The day of reckoning

I left Malaysian in 1998. Have since spent over a decade between Canada and the USA. But the saying that you can take the boy out of Malaysia, but you can never take the Malaysian out of the boy, hasn't been truer than today.
It's Sunday in Malaysia. Thousands of miles away, I am glued to social media sites, reading updates every minute. I am pacing the floor, anxious. I am outraged reading about the ploys and the tricks some resort to. And when dad sent me a picture of his finger after he voted; the amazingly undefeatable indelible (invisible) ink:
 
Malaysia, though we are far away, many of us still proudly call ourselves Malaysian, and wish the best for you.
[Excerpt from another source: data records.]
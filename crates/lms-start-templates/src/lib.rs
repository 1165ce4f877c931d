use rust_embed::RustEmbed;

/// Files under `templates/`, compiled into the binary.
///
/// `.tera` files are console templates rendered by the core crate;
/// everything else is copied out verbatim (e.g. `lms.toml` by `lms-start init`).
#[derive(RustEmbed)]
#[folder = "templates/"]
pub struct Templates;
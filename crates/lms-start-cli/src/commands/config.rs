use anyhow::Result;
use colored::Colorize;

use super::GlobalArgs;

pub fn run(global: &GlobalArgs) -> Result<()> {
    let (root, config) = global.load()?;
    let sources = global.sources(&root);

    println!("{}", format!("# root: {}", root.display()).dimmed());
    let project_file = if sources.project_file.exists() {
        sources.project_file.display().to_string()
    } else {
        format!("{} (not found, using defaults)", sources.project_file.display())
    };
    println!("{}", format!("# config: {}", project_file).dimmed());
    println!(
        "{}",
        format!("# environment: {}", config.environment.active).dimmed()
    );
    println!();
    print!("{}", config.to_toml()?);
    Ok(())
}
pub mod config;
pub mod doctor;
pub mod init;
pub mod start;

use anyhow::Result;
use clap::{Args, Parser, Subcommand};
use lms_start_core::config::{ConfigSources, LauncherConfig, Overrides, ReadinessMode};
use lms_start_core::project;
use std::path::PathBuf;
use std::process::ExitCode;

#[derive(Parser)]
#[command(
    name = "lms-start",
    version,
    about = "Build and start the RME LMS (shared, backend, frontend) and open it in the browser"
)]
pub struct Cli {
    #[command(flatten)]
    pub global: GlobalArgs,
    /// Defaults to `start`
    #[command(subcommand)]
    pub command: Option<Commands>,
}

#[derive(Args, Debug, Clone, Default)]
pub struct GlobalArgs {
    /// Project root holding the shared, backend and frontend packages
    #[arg(long, global = true)]
    pub root: Option<PathBuf>,
    /// Config file to use instead of <root>/lms.toml
    #[arg(long, global = true)]
    pub config: Option<PathBuf>,
    /// Backend base URL
    #[arg(long, global = true)]
    pub backend_url: Option<String>,
    /// Frontend base URL, opened in the browser
    #[arg(long, global = true)]
    pub frontend_url: Option<String>,
    /// How to wait for a launched server: fixed or poll
    #[arg(long, global = true)]
    pub readiness: Option<ReadinessMode>,
    /// Do not open the browser
    #[arg(long, global = true)]
    pub no_browser: bool,
    /// Exit without waiting for Enter
    #[arg(long, global = true)]
    pub no_pause: bool,
}

impl GlobalArgs {
    fn overrides(&self) -> Overrides {
        Overrides {
            backend_url: self.backend_url.clone(),
            frontend_url: self.frontend_url.clone(),
            readiness: self.readiness,
            no_browser: self.no_browser,
            no_pause: self.no_pause,
        }
    }

    pub fn sources(&self, root: &std::path::Path) -> ConfigSources {
        ConfigSources::discover(root, self.config.as_deref())
    }

    /// Resolve the project root and the fully layered, validated config.
    pub fn load(&self) -> Result<(PathBuf, LauncherConfig)> {
        let root = project::resolve_root(self.root.as_deref())?;
        let mut config = LauncherConfig::load_layered(&self.sources(&root))?;
        config.apply(&self.overrides());
        config.validate()?;
        Ok((root, config))
    }
}

#[derive(Subcommand)]
pub enum Commands {
    /// Build the packages, start both servers and open the browser
    Start,
    /// Write a default lms.toml into the project root
    Init {
        /// Overwrite an existing lms.toml without asking
        #[arg(long)]
        force: bool,
    },
    /// Check project layout, package scripts and tools
    Doctor,
    /// Print the resolved configuration
    Config,
    /// Generate shell completions
    Completions {
        /// Shell to generate completions for
        shell: clap_complete::Shell,
    },
}

pub fn run(cli: Cli) -> Result<ExitCode> {
    match cli.command.unwrap_or(Commands::Start) {
        Commands::Start => start::run(&cli.global),
        Commands::Init { force } => init::run(&cli.global, force).map(|_| ExitCode::SUCCESS),
        Commands::Doctor => doctor::run(&cli.global).map(|_| ExitCode::SUCCESS),
        Commands::Config => config::run(&cli.global).map(|_| ExitCode::SUCCESS),
        Commands::Completions { shell } => {
            use clap::CommandFactory;
            let mut cmd = Cli::command();
            clap_complete::generate(shell, &mut cmd, "lms-start", &mut std::io::stdout());
            Ok(ExitCode::SUCCESS)
        }
    }
}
I pray for a peaceful elections, and that the party and its selfish goals that has been poisoning the nation and dividing her people will finally be toppled. I hope to wake to up good news tomorrow morning.

Friday, May 03, 2013

Historic GE-13

Whatever the outcomes this weekend, the 13th Malaysian General Elections will be a historic event.
For far too long, Malaysians have put up with a ruling government that emphasizes cronyism, corruption, racism and personal gain.
For far too long, powers-that-be have held on to that power, and signs indicate that the powers-that-be are fearful of losing that grip on the Malaysian people.
 
I tell my patients you can't believe everything you read on the internet. But with social media and all you read about, you can't help be worry and be disheartened about the desperate moves the ruling party appears to be resorting to.
 
Open vote-buying, bribery. Subtle threats of racial violence, or playing the racial card to divide and conquer. Phantom voters, even to the extent to apparently flying in foreigners to vote for them.
 
Whatever the outcomes, this will be a historic event, reminiscent of the Arab Spring movement. If nothing else, this highlights the power of the internet and the social media. The corrupt leaders and their illegal or unethical practices are no longer hidden. Someone, somewhere is watching, and if they see a wrong, somehow it will be exposed. Perhaps it might be too slow and too few to affect the outcome of this election (though many of us wait with anxious and open hearts that the ruling party will finally be toppled), eventually the movement will gain enough momentum.
 
If not this time, perhaps the next. But, oh, please let it me this time.
 
Ini kali-lah, Malaysia. Vote wisely; the rest of us who are abroad hope for the best.

Monday, April 29, 2013

Patient Art


A patient of mine came in with his arm in a cast.
I asked him what happened, but before he could answer I was paged out of the room.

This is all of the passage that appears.